大人気のダメージジーンズ、トラブルあっても業者は「ノーダメージ」
「そんなジーンズ履いて、大丈夫?」はNG
次に、少々目線を変えて、街中でダメージジーンズを履いている人に対して、通行人がこのように発言した場合を想定します。
「お兄さん、そんなボロボロのジーンズ履いていて大丈夫? 生活困ってるの? ご飯ごちそうしてあげようか?」
その発言を聞いてクスクス笑い始めた周囲の人たち。言われた人は当然、「こっちはファッションで履いているのにもかかわらず、その言い草は何だ」と腹が立つことでしょう。こんな時、通行人に法的責任は発生するのでしょうか。
「侮辱罪が成立する可能性があります。加えて、履いている人の社会的評価を下げるような内容を、不特定多数もしくは多数の人が見ている時にさらした場合、名誉棄損罪が成立する可能性もあります」
西原さんも大学生時代に似たような経験があるそう。それは、お気に入りのダメージジーンズを履いて同級生と電車に乗った時のこと。
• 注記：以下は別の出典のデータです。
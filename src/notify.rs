// SPDX-License-Identifier: AGPL-3.0-or-later
//
// Copyright (C) 2025 Daniel Negri
//
// This program is free software: you can redistribute it and/or modify
// it under the terms of the GNU Affero General Public License as published by
// the Free Software Foundation, either version 3 of the License, or
// (at your option) any later version.
//
// This program is distributed in the hope that it will be useful,
// but WITHOUT ANY WARRANTY; without even the implied warranty of
// MERCHANTABILITY or FITNESS FOR A PARTICULAR PURPOSE. See the
// GNU Affero General Public License for more details.
//
// You should have received a copy of the GNU Affero General Public License
// along with this program. If not, see <https://www.gnu.org/licenses/>.

//! Notification sink.
//!
//! Best-effort, fire-and-forget. The engine dispatches these after a
//! transition commits; a failing sink is logged and swallowed, never
//! unwinding the transition.

use crate::error::NotifyError;
use crate::rental::RentalSnapshot;
use crate::reservation::ReservationSnapshot;
use std::fmt;

/// Receiver of lifecycle events (email, push, webhook...).
///
/// Ordering across events is not guaranteed.
pub trait NotificationSink: Send + Sync + fmt::Debug {
    fn reservation_created(&self, reservation: &ReservationSnapshot) -> Result<(), NotifyError>;
    fn rental_started(&self, rental: &RentalSnapshot) -> Result<(), NotifyError>;
    fn rental_completed(&self, rental: &RentalSnapshot) -> Result<(), NotifyError>;
    fn rental_overdue(&self, rental: &RentalSnapshot) -> Result<(), NotifyError>;
}

/// Sink that drops every event. The default when no delivery channel is
/// wired up.
#[derive(Debug, Default)]
pub struct NullSink;

impl NotificationSink for NullSink {
    fn reservation_created(&self, _reservation: &ReservationSnapshot) -> Result<(), NotifyError> {
        Ok(())
    }

    fn rental_started(&self, _rental: &RentalSnapshot) -> Result<(), NotifyError> {
        Ok(())
    }

    fn rental_completed(&self, _rental: &RentalSnapshot) -> Result<(), NotifyError> {
        Ok(())
    }

    fn rental_overdue(&self, _rental: &RentalSnapshot) -> Result<(), NotifyError> {
        Ok(())
    }
}

/// Sink that logs events through `tracing`.
#[derive(Debug, Default)]
pub struct LogSink;

impl NotificationSink for LogSink {
    fn reservation_created(&self, reservation: &ReservationSnapshot) -> Result<(), NotifyError> {
        tracing::info!(
            reservation = %reservation.id,
            user = %reservation.user,
            bicycle = %reservation.bicycle,
            expires_at = %reservation.expires_at,
            "reservation created"
        );
        Ok(())
    }

    fn rental_started(&self, rental: &RentalSnapshot) -> Result<(), NotifyError> {
        tracing::info!(
            rental = %rental.id,
            user = %rental.user,
            bicycle = %rental.bicycle,
            hourly_rate = %rental.hourly_rate,
            "rental started"
        );
        Ok(())
    }

    fn rental_completed(&self, rental: &RentalSnapshot) -> Result<(), NotifyError> {
        tracing::info!(
            rental = %rental.id,
            user = %rental.user,
            total_cost = %rental.total_cost,
            late_fee = %rental.late_fee,
            "rental completed"
        );
        Ok(())
    }

    fn rental_overdue(&self, rental: &RentalSnapshot) -> Result<(), NotifyError> {
        tracing::warn!(
            rental = %rental.id,
            user = %rental.user,
            started = %rental.start_time,
            "rental overdue"
        );
        Ok(())
    }
}
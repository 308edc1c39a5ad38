// SPDX-License-Identifier: AGPL-3.0-or-later
//
// Copyright (C) 2025 Daniel Negri
//
// This program is free software: you can redistribute it and/or modify
// it under the terms of the GNU Affero General Public License as published by
// the Free Software Foundation, either version 3 of the License, or
// (at your option) any later version.
//
// This program is distributed in the hope that it will be useful,
// but WITHOUT ANY WARRANTY; without even the implied warranty of
// MERCHANTABILITY or FITNESS FOR A PARTICULAR PURPOSE. See the
// GNU Affero General Public License for more details.
//
// You should have received a copy of the GNU Affero General Public License
// along with this program. If not, see <https://www.gnu.org/licenses/>.

//! Engine configuration.
//!
//! All timing and pricing policy lives here as explicit named parameters
//! passed to the engine and sweeper at construction.

use chrono::Duration;
use rust_decimal::Decimal;
use rust_decimal_macros::dec;

/// Tunable policy for the reservation/rental lifecycle.
#[derive(Debug, Clone)]
pub struct EngineConfig {
    /// How long a reservation holds a bicycle before it forfeits it.
    pub hold_duration: Duration,

    /// Rental duration after which late fees accrue and the rental is
    /// flagged overdue.
    pub overdue_threshold: Duration,

    /// Fraction of the hourly rate charged per overtime hour.
    pub late_fee_multiplier: Decimal,

    /// Pause between sweeper runs.
    pub sweep_interval: std::time::Duration,
}

impl Default for EngineConfig {
    fn default() -> Self {
        Self {
            hold_duration: Duration::minutes(30),
            overdue_threshold: Duration::hours(24),
            late_fee_multiplier: dec!(0.5),
            sweep_interval: std::time::Duration::from_secs(60),
        }
    }
}

impl EngineConfig {
    /// Overdue threshold expressed in decimal hours, the unit the cost
    /// formula works in.
    pub fn overdue_threshold_hours(&self) -> Decimal {
        Decimal::from(self.overdue_threshold.num_seconds()) / dec!(3600)
    }
}

#[cfg(test)]
mod tests {
    use super::*;

    #[test]
    fn defaults_match_policy() {
        let config = EngineConfig::default();
        assert_eq!(config.hold_duration, Duration::minutes(30));
        assert_eq!(config.overdue_threshold, Duration::hours(24));
        assert_eq!(config.late_fee_multiplier, dec!(0.5));
        assert_eq!(config.sweep_interval.as_secs(), 60);
    }

    #[test]
    fn threshold_converts_to_hours() {
        let config = EngineConfig::default();
        assert_eq!(config.overdue_threshold_hours(), dec!(24));

        let short = EngineConfig {
            overdue_threshold: Duration::minutes(90),
            ..EngineConfig::default()
        };
        assert_eq!(short.overdue_threshold_hours(), dec!(1.5));
    }
}
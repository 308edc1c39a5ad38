// SPDX-License-Identifier: AGPL-3.0-or-later
//
// Copyright (C) 2025 Daniel Negri
//
// This program is free software: you can redistribute it and/or modify
// it under the terms of the GNU Affero General Public License as published by
// the Free Software Foundation, either version 3 of the License, or
// (at your option) any later version.
//
// This program is distributed in the hope that it will be useful,
// but WITHOUT ANY WARRANTY; without even the implied warranty of
// MERCHANTABILITY or FITNESS FOR A PARTICULAR PURPOSE. See the
// GNU Affero General Public License for more details.
//
// You should have received a copy of the GNU Affero General Public License
// along with this program. If not, see <https://www.gnu.org/licenses/>.

//! Fleet registry.
//!
//! The registry is the single writer of bicycle status. Every lifecycle
//! transition routes through [`Registry::try_transition`], an atomic
//! compare-and-set keyed on the current status:
//!
//! `Available -> Reserved -> InUse -> Available`
//!
//! Losing the compare-and-set is an ordinary, recoverable outcome
//! ([`RentalError::StatusConflict`]), not a fault.

use crate::RentalError;
use crate::base::{BicycleId, StationId};
use dashmap::DashMap;
use dashmap::mapref::entry::Entry;
use parking_lot::Mutex;
use rust_decimal::Decimal;
use serde::{Deserialize, Serialize};
use std::fmt;
use std::sync::atomic::{AtomicU64, Ordering};

/// Bicycle availability status.
#[derive(Debug, Clone, Copy, PartialEq, Eq, Serialize, Deserialize)]
#[serde(rename_all = "kebab-case")]
pub enum BicycleStatus {
    Available,
    Reserved,
    InUse,
    Maintenance,
    Retired,
}

impl fmt::Display for BicycleStatus {
    fn fmt(&self, f: &mut fmt::Formatter<'_>) -> fmt::Result {
        let label = match self {
            Self::Available => "available",
            Self::Reserved => "reserved",
            Self::InUse => "in-use",
            Self::Maintenance => "maintenance",
            Self::Retired => "retired",
        };
        write!(f, "{label}")
    }
}

#[derive(Debug)]
struct BicycleData {
    id: BicycleId,
    serial_number: String,
    status: BicycleStatus,
    current_station: StationId,
    hourly_rate: Decimal,
    /// Monotonic counters; safe to bump without a status precondition.
    total_rentals: u64,
    total_distance_km: Decimal,
}

impl BicycleData {
    fn assert_invariants(&self) {
        debug_assert!(
            self.total_distance_km >= Decimal::ZERO,
            "Invariant violated: total distance went negative: {}",
            self.total_distance_km
        );
        debug_assert!(
            self.hourly_rate >= Decimal::ZERO,
            "Invariant violated: hourly rate went negative: {}",
            self.hourly_rate
        );
    }
}

/// A bicycle row. All mutation goes through the registry's atomic
/// operations; direct status writes are not exposed.
#[derive(Debug)]
pub struct Bicycle {
    inner: Mutex<BicycleData>,
}

impl Bicycle {
    const DECIMAL_PRECISION: u32 = 2;

    fn new(id: BicycleId, serial_number: String, station: StationId, hourly_rate: Decimal) -> Self {
        Self {
            inner: Mutex::new(BicycleData {
                id,
                serial_number,
                status: BicycleStatus::Available,
                current_station: station,
                hourly_rate,
                total_rentals: 0,
                total_distance_km: Decimal::ZERO,
            }),
        }
    }

    pub fn status(&self) -> BicycleStatus {
        self.inner.lock().status
    }

    pub fn current_station(&self) -> StationId {
        self.inner.lock().current_station
    }

    /// Current rate; copied into a rental at creation, so later changes
    /// never affect in-flight or historical rentals.
    pub fn hourly_rate(&self) -> Decimal {
        self.inner.lock().hourly_rate
    }

    pub fn total_rentals(&self) -> u64 {
        self.inner.lock().total_rentals
    }

    pub fn snapshot(&self) -> BicycleSnapshot {
        let data = self.inner.lock();
        BicycleSnapshot {
            id: data.id,
            serial_number: data.serial_number.clone(),
            status: data.status,
            current_station: data.current_station,
            hourly_rate: data.hourly_rate.round_dp(Self::DECIMAL_PRECISION),
            total_rentals: data.total_rentals,
            total_distance_km: data.total_distance_km.round_dp(Self::DECIMAL_PRECISION),
        }
    }

    fn try_transition(
        &self,
        expected: BicycleStatus,
        new: BicycleStatus,
    ) -> Result<(), RentalError> {
        let mut data = self.inner.lock();
        if data.status != expected {
            return Err(RentalError::StatusConflict);
        }
        data.status = new;
        Ok(())
    }

    fn increment_rental_count(&self) {
        let mut data = self.inner.lock();
        data.total_rentals += 1;
        data.assert_invariants();
    }

    fn add_distance(&self, km: Decimal) -> Result<(), RentalError> {
        if km < Decimal::ZERO {
            return Err(RentalError::InvalidAmount);
        }
        let mut data = self.inner.lock();
        data.total_distance_km += km;
        data.assert_invariants();
        Ok(())
    }

    fn set_station(&self, station: StationId) {
        self.inner.lock().current_station = station;
    }

    fn set_hourly_rate(&self, rate: Decimal) -> Result<(), RentalError> {
        if rate < Decimal::ZERO {
            return Err(RentalError::InvalidAmount);
        }
        let mut data = self.inner.lock();
        data.hourly_rate = rate;
        data.assert_invariants();
        Ok(())
    }
}

/// Point-in-time view of a bicycle, safe to hand to callers.
#[derive(Debug, Clone, PartialEq, Eq, Serialize, Deserialize)]
pub struct BicycleSnapshot {
    pub id: BicycleId,
    pub serial_number: String,
    pub status: BicycleStatus,
    pub current_station: StationId,
    pub hourly_rate: Decimal,
    pub total_rentals: u64,
    pub total_distance_km: Decimal,
}

/// Concurrent registry of the bicycle fleet.
///
/// Serial numbers are unique; registration uses the map entry API for an
/// atomic check-and-insert.
#[derive(Debug)]
pub struct Registry {
    bicycles: DashMap<BicycleId, Bicycle>,
    serials: DashMap<String, BicycleId>,
    next_id: AtomicU64,
}

impl Registry {
    pub fn new() -> Self {
        Self {
            bicycles: DashMap::new(),
            serials: DashMap::new(),
            next_id: AtomicU64::new(1),
        }
    }

    /// Adds a bicycle to the fleet, initially `Available` at `station`.
    ///
    /// # Errors
    ///
    /// - [`RentalError::DuplicateSerial`] - serial number already registered.
    /// - [`RentalError::InvalidAmount`] - negative hourly rate.
    pub fn register(
        &self,
        serial_number: &str,
        station: StationId,
        hourly_rate: Decimal,
    ) -> Result<BicycleId, RentalError> {
        if hourly_rate < Decimal::ZERO {
            return Err(RentalError::InvalidAmount);
        }
        match self.serials.entry(serial_number.to_owned()) {
            Entry::Occupied(_) => Err(RentalError::DuplicateSerial),
            Entry::Vacant(entry) => {
                let id = BicycleId(self.next_id.fetch_add(1, Ordering::Relaxed));
                self.bicycles.insert(
                    id,
                    Bicycle::new(id, serial_number.to_owned(), station, hourly_rate),
                );
                entry.insert(id);
                Ok(id)
            }
        }
    }

    /// Atomically moves a bicycle from `expected` to `new` status.
    ///
    /// Two concurrent callers expecting the same status observe exactly one
    /// success; the loser gets [`RentalError::StatusConflict`] and must
    /// re-read and retry or abort.
    pub fn try_transition(
        &self,
        id: BicycleId,
        expected: BicycleStatus,
        new: BicycleStatus,
    ) -> Result<(), RentalError> {
        self.bicycles
            .get(&id)
            .ok_or(RentalError::BicycleNotFound)?
            .try_transition(expected, new)
    }

    pub fn status(&self, id: BicycleId) -> Result<BicycleStatus, RentalError> {
        Ok(self
            .bicycles
            .get(&id)
            .ok_or(RentalError::BicycleNotFound)?
            .status())
    }

    pub fn current_station(&self, id: BicycleId) -> Result<StationId, RentalError> {
        Ok(self
            .bicycles
            .get(&id)
            .ok_or(RentalError::BicycleNotFound)?
            .current_station())
    }

    pub fn hourly_rate(&self, id: BicycleId) -> Result<Decimal, RentalError> {
        Ok(self
            .bicycles
            .get(&id)
            .ok_or(RentalError::BicycleNotFound)?
            .hourly_rate())
    }

    /// Updates the rate charged for future rentals of this bicycle.
    pub fn set_hourly_rate(&self, id: BicycleId, rate: Decimal) -> Result<(), RentalError> {
        self.bicycles
            .get(&id)
            .ok_or(RentalError::BicycleNotFound)?
            .set_hourly_rate(rate)
    }

    pub fn increment_rental_count(&self, id: BicycleId) -> Result<(), RentalError> {
        self.bicycles
            .get(&id)
            .ok_or(RentalError::BicycleNotFound)?
            .increment_rental_count();
        Ok(())
    }

    pub fn add_distance(&self, id: BicycleId, km: Decimal) -> Result<(), RentalError> {
        self.bicycles
            .get(&id)
            .ok_or(RentalError::BicycleNotFound)?
            .add_distance(km)
    }

    pub fn set_station(&self, id: BicycleId, station: StationId) -> Result<(), RentalError> {
        self.bicycles
            .get(&id)
            .ok_or(RentalError::BicycleNotFound)?
            .set_station(station);
        Ok(())
    }

    pub fn snapshot(&self, id: BicycleId) -> Result<BicycleSnapshot, RentalError> {
        Ok(self
            .bicycles
            .get(&id)
            .ok_or(RentalError::BicycleNotFound)?
            .snapshot())
    }

    /// Snapshots of every bicycle, ordered by id for stable output.
    pub fn snapshots(&self) -> Vec<BicycleSnapshot> {
        let mut all: Vec<BicycleSnapshot> =
            self.bicycles.iter().map(|entry| entry.snapshot()).collect();
        all.sort_by_key(|snapshot| snapshot.id.0);
        all
    }

    pub fn len(&self) -> usize {
        self.bicycles.len()
    }

    pub fn is_empty(&self) -> bool {
        self.bicycles.is_empty()
    }
}

impl Default for Registry {
    fn default() -> Self {
        Self::new()
    }
}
同級生が大声でいきなり「西原君、パンツ見えてるよ」と言い出しました。
「もっとも、パンツが見えたということが、『公共の利害に関することで』『真実であれば』罪になることはありません。しかし、私のパンツが見えているか否かは、公共の利害に一切関係がないため、名誉棄損罪が成立する可能性はあったでしょう。まあ、常識的に考えて、訴える人なんてまずいないと思いますが(笑)」
40歳を過ぎた現在、穴が大きく開いているダメージジーンズはもう履いていないという西原さん。結局、ダメージジーンズを履いてダメージを受けるのは、履く人のハートだけといったところでしょうか。